> **Work request**
Copy out all the lines of the data that hold the word "outcomes".
▼▼▼
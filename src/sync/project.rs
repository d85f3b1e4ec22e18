//! Pure projection from raw upstream payloads to view models. No I/O.

use color_eyre::{eyre::eyre, Result};

use crate::api::types::{
  CycleDetail, DailySummary, DashboardSnapshot, DayLog, HealthState, InsightCard,
  InsightsSummary, MetricCard, WeekAggregate,
};
use super::view::{AnalyticsView, CalendarView, Targets, TargetSource, TargetsInfo, BASELINE_TARGETS};

/// Raw outcomes of the analytics fast phase, already resolved to fallback
/// values where calls timed out or failed.
#[derive(Debug, Clone, Default)]
pub struct AnalyticsSources {
  pub commentary: InsightsSummary,
  pub metric_cards: Vec<MetricCard>,
  pub insight_cards: Vec<InsightCard>,
  /// Weekly window as delivered by the backend: newest day first.
  pub weekly: Vec<DailySummary>,
  pub dashboard: Option<DashboardSnapshot>,
  pub health_state: HealthState,
}

/// Merge the fast-phase outcomes into the analytics view model.
pub fn project_analytics(sources: AnalyticsSources) -> Result<AnalyticsView> {
  let (targets, targets_info) = compute_targets(sources.dashboard.as_ref());
  validate_targets(&targets)?;

  // A brand-new subject may have health-state inference before any daily
  // summary exists, or the other way around - either one counts.
  let has_data = sources
    .dashboard
    .as_ref()
    .is_some_and(|d| d.today.is_some())
    || sources.health_state.has_data;

  let patterns = sources.commentary.patterns.clone();

  Ok(AnalyticsView {
    commentary: sources.commentary,
    metric_cards: sources.metric_cards,
    insight_cards: sources.insight_cards,
    daily_summaries: chronological(sources.weekly),
    targets,
    targets_info,
    health_state: sources.health_state,
    patterns,
    has_data,
    delta_commentary: None,
    delta_insights: None,
  })
}

/// Compute effective targets from the dashboard snapshot.
///
/// Base targets come from the dashboard, falling back per field to the
/// hardcoded baseline. On a workout day, workout-specific targets override
/// the base field by field. The sleep target is never workout-day-adjusted.
pub fn compute_targets(dashboard: Option<&DashboardSnapshot>) -> (Targets, TargetsInfo) {
  let base = dashboard.and_then(|d| d.targets.as_ref());
  let workout_day = dashboard.is_some_and(|d| d.is_workout_day);

  let mut targets = Targets {
    calories: base.and_then(|b| b.calories).unwrap_or(BASELINE_TARGETS.calories),
    protein_g: base.and_then(|b| b.protein_g).unwrap_or(BASELINE_TARGETS.protein_g),
    water_ml: base.and_then(|b| b.water_ml).unwrap_or(BASELINE_TARGETS.water_ml),
    sleep_hours: base
      .and_then(|b| b.sleep_hours)
      .unwrap_or(BASELINE_TARGETS.sleep_hours),
    personalized: base.is_some_and(|b| b.personalized),
  };

  let mut source = if base.is_some() {
    TargetSource::Dashboard
  } else {
    TargetSource::Baseline
  };

  if workout_day {
    if let Some(overrides) = dashboard.and_then(|d| d.workout_targets.as_ref()) {
      if let Some(calories) = overrides.calories {
        targets.calories = calories;
      }
      if let Some(protein) = overrides.protein_g {
        targets.protein_g = protein;
      }
      if let Some(water) = overrides.water_ml {
        targets.water_ml = water;
      }
      source = TargetSource::WorkoutOverride;
    }
  }

  (targets, TargetsInfo { source, workout_day })
}

fn validate_targets(targets: &Targets) -> Result<()> {
  let fields = [
    ("calories", targets.calories),
    ("protein_g", targets.protein_g),
    ("water_ml", targets.water_ml),
    ("sleep_hours", targets.sleep_hours),
  ];
  for (name, value) in fields {
    if !value.is_finite() || value < 0.0 {
      return Err(eyre!("Computed target {} is not a usable number: {}", name, value));
    }
  }
  Ok(())
}

/// The backend delivers summary windows newest-first; the view-model
/// convention everywhere is chronological ascending.
pub fn chronological(mut days: Vec<DailySummary>) -> Vec<DailySummary> {
  days.reverse();
  days
}

/// Merge the calendar call outcomes into the calendar view model.
pub fn project_calendar(
  year: i32,
  month: u32,
  mut days: Vec<DayLog>,
  cycle: Option<CycleDetail>,
  week: Option<WeekAggregate>,
) -> Result<CalendarView> {
  if !(1..=12).contains(&month) {
    return Err(eyre!("Month out of range: {}", month));
  }

  days.sort_by_key(|d| d.date);

  Ok(CalendarView {
    year,
    month,
    days,
    cycle,
    week,
  })
}

#[cfg(test)]
mod tests {
  use super::*;
  use crate::api::types::{BaseTargets, DaySnapshot, WorkoutTargets};
  use chrono::NaiveDate;

  fn dashboard(is_workout_day: bool) -> DashboardSnapshot {
    DashboardSnapshot {
      today: None,
      targets: Some(BaseTargets {
        calories: Some(2200.0),
        protein_g: Some(140.0),
        water_ml: Some(2500.0),
        sleep_hours: Some(7.5),
        personalized: true,
      }),
      workout_targets: Some(WorkoutTargets {
        calories: Some(2600.0),
        protein_g: Some(170.0),
        water_ml: None,
      }),
      is_workout_day,
    }
  }

  #[test]
  fn test_workout_day_overrides_field_by_field() {
    let snapshot = dashboard(true);
    let (targets, info) = compute_targets(Some(&snapshot));

    assert_eq!(targets.calories, 2600.0);
    assert_eq!(targets.protein_g, 170.0);
    // No workout override for water: the base value stands.
    assert_eq!(targets.water_ml, 2500.0);
    // Sleep is never workout-day-adjusted.
    assert_eq!(targets.sleep_hours, 7.5);
    assert!(targets.personalized);
    assert_eq!(info.source, TargetSource::WorkoutOverride);
    assert!(info.workout_day);
  }

  #[test]
  fn test_rest_day_uses_base_targets() {
    let snapshot = dashboard(false);
    let (targets, info) = compute_targets(Some(&snapshot));

    assert_eq!(targets.calories, 2200.0);
    assert_eq!(targets.protein_g, 140.0);
    assert_eq!(info.source, TargetSource::Dashboard);
    assert!(!info.workout_day);
  }

  #[test]
  fn test_missing_dashboard_falls_back_to_baseline() {
    let (targets, info) = compute_targets(None);
    assert_eq!(targets, BASELINE_TARGETS);
    assert_eq!(info.source, TargetSource::Baseline);
  }

  #[test]
  fn test_partial_base_targets_fall_back_per_field() {
    let snapshot = DashboardSnapshot {
      targets: Some(BaseTargets {
        calories: Some(1800.0),
        ..Default::default()
      }),
      ..Default::default()
    };
    let (targets, _) = compute_targets(Some(&snapshot));
    assert_eq!(targets.calories, 1800.0);
    assert_eq!(targets.protein_g, BASELINE_TARGETS.protein_g);
    assert_eq!(targets.sleep_hours, BASELINE_TARGETS.sleep_hours);
  }

  fn day(d: u32, calories: f64) -> DailySummary {
    DailySummary {
      date: NaiveDate::from_ymd_opt(2026, 8, d).unwrap(),
      calories,
      protein_g: 100.0,
      water_ml: 2000.0,
      sleep_hours: None,
    }
  }

  #[test]
  fn test_weekly_window_reversed_to_ascending() {
    // Backend order: newest first.
    let weekly = vec![day(7, 2100.0), day(6, 1900.0), day(5, 2000.0)];
    let days = chronological(weekly);
    let dates: Vec<u32> = days
      .iter()
      .map(|d| chrono::Datelike::day(&d.date))
      .collect();
    assert_eq!(dates, vec![5, 6, 7]);
  }

  #[test]
  fn test_has_data_is_a_disjunction() {
    // Health state alone is enough.
    let view = project_analytics(AnalyticsSources {
      health_state: HealthState {
        has_data: true,
        ..Default::default()
      },
      ..Default::default()
    })
    .unwrap();
    assert!(view.has_data);

    // A today snapshot alone is enough.
    let view = project_analytics(AnalyticsSources {
      dashboard: Some(DashboardSnapshot {
        today: Some(DaySnapshot {
          date: NaiveDate::from_ymd_opt(2026, 8, 7).unwrap(),
          calories: 1200.0,
          protein_g: 80.0,
          water_ml: 1500.0,
          steps: None,
        }),
        ..Default::default()
      }),
      ..Default::default()
    })
    .unwrap();
    assert!(view.has_data);

    // Neither source: no data.
    let view = project_analytics(AnalyticsSources::default()).unwrap();
    assert!(!view.has_data);
  }

  #[test]
  fn test_non_finite_target_is_a_projection_error() {
    let snapshot = DashboardSnapshot {
      targets: Some(BaseTargets {
        calories: Some(f64::NAN),
        ..Default::default()
      }),
      ..Default::default()
    };
    let result = project_analytics(AnalyticsSources {
      dashboard: Some(snapshot),
      ..Default::default()
    });
    assert!(result.is_err());
  }

  #[test]
  fn test_calendar_days_sorted_ascending() {
    let logs = vec![
      DayLog {
        date: NaiveDate::from_ymd_opt(2026, 8, 9).unwrap(),
        logged_meals: 3,
        workout_completed: false,
        calories: None,
      },
      DayLog {
        date: NaiveDate::from_ymd_opt(2026, 8, 2).unwrap(),
        logged_meals: 1,
        workout_completed: true,
        calories: None,
      },
    ];
    let view = project_calendar(2026, 8, logs, None, None).unwrap();
    assert_eq!(chrono::Datelike::day(&view.days[0].date), 2);
    assert_eq!(chrono::Datelike::day(&view.days[1].date), 9);
  }

  #[test]
  fn test_calendar_month_out_of_range() {
    assert!(project_calendar(2026, 13, Vec::new(), None, None).is_err());
    assert!(project_calendar(2026, 0, Vec::new(), None, None).is_err());
  }
}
▲▲▲
> **Answer to this problem**
/// Raw outcomes of the analytics fast phase, already resolved to fallback
/// Merge the fast-phase outcomes into the analytics view model.
/// Merge the calendar call outcomes into the calendar view model.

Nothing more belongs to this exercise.